**The task**.
Look through the data below. Collect every line where the word "MoveCursorHome" occurs.

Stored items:

- - - - - - -

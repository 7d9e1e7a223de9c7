mod editing;
mod file;
mod help;
mod ideas;
mod maps;
mod movement;
mod node;

use crate::app::AppState;
use anyhow::Result;

// Re-export all public functions from submodules
pub use editing::*;
pub use file::*;
pub use help::*;
pub use ideas::*;
pub use maps::*;
pub use movement::*;
pub use node::*;

#[derive(Debug, Clone, PartialEq)]
pub enum Action {
    // Application control
    Quit,
    ForceQuit,

    // Movement
    GoUp,
    GoDown,
    GoLeft,
    GoRight,
    GoToRoot,

    // Node manipulation
    AddChild,
    DeleteNode,
    NextColor,
    PreviousColor,
    MarkForMove,
    MoveMarkedHere,

    // AI
    GenerateIdeas,

    // Editing
    EditNode,
    TypeChar(char),
    Backspace,
    Delete,
    MoveCursorLeft,
    MoveCursorRight,
    MoveCursorHome,
    MoveCursorEnd,
    ConfirmEdit,
    CancelEdit,

    // Maps
    NewMap,
    PreviousMap,
    NextMap,
    RenameMap,

    // Persistence
    Save,
    ToggleAutoSave,

    // Help
    ShowHelp,
    CloseHelp,
}

pub fn execute_action(action: Action, app: &mut AppState) -> Result<()> {
    match action {
        Action::Quit => file::quit(app),
        Action::ForceQuit => {
            app.running = false;
        }

        // Movement actions
        Action::GoUp => movement::go_up(app),
        Action::GoDown => movement::go_down(app),
        Action::GoLeft => movement::go_left(app),
        Action::GoRight => movement::go_right(app),
        Action::GoToRoot => movement::go_to_root(app),

        // Node manipulation
        Action::AddChild => node::add_child(app),
        Action::DeleteNode => node::delete_node(app),
        Action::NextColor => node::cycle_color(app, true),
        Action::PreviousColor => node::cycle_color(app, false),
        Action::MarkForMove => node::mark_for_move(app),
        Action::MoveMarkedHere => node::move_marked_here(app),

        Action::GenerateIdeas => ideas::request_ideas(app),

        // Editing
        Action::EditNode => editing::start_editing(app),
        Action::TypeChar(c) => editing::type_char(app, c),
        Action::Backspace => editing::backspace(app),
        Action::Delete => editing::delete_char(app),
        Action::MoveCursorLeft => editing::move_cursor_left(app),
        Action::MoveCursorRight => editing::move_cursor_right(app),
        Action::MoveCursorHome => editing::move_cursor_home(app),
        Action::MoveCursorEnd => editing::move_cursor_end(app),
        Action::ConfirmEdit => editing::confirm_edit(app),
        Action::CancelEdit => editing::cancel_edit(app),

        // Maps
        Action::NewMap => maps::new_map(app),
        Action::PreviousMap => maps::switch_map(app, false),
        Action::NextMap => maps::switch_map(app, true),
        Action::RenameMap => maps::start_rename(app),

        // Persistence
        Action::Save => file::save(app),
        Action::ToggleAutoSave => file::toggle_auto_save(app),

        // Help
        Action::ShowHelp => help::show_help(app),
        Action::CloseHelp => help::close_help(app),
    }
    Ok(())
}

- - - - - - -

**Exercise solution**.
    MoveCursorHome,
        Action::MoveCursorHome => editing::move_cursor_home(app),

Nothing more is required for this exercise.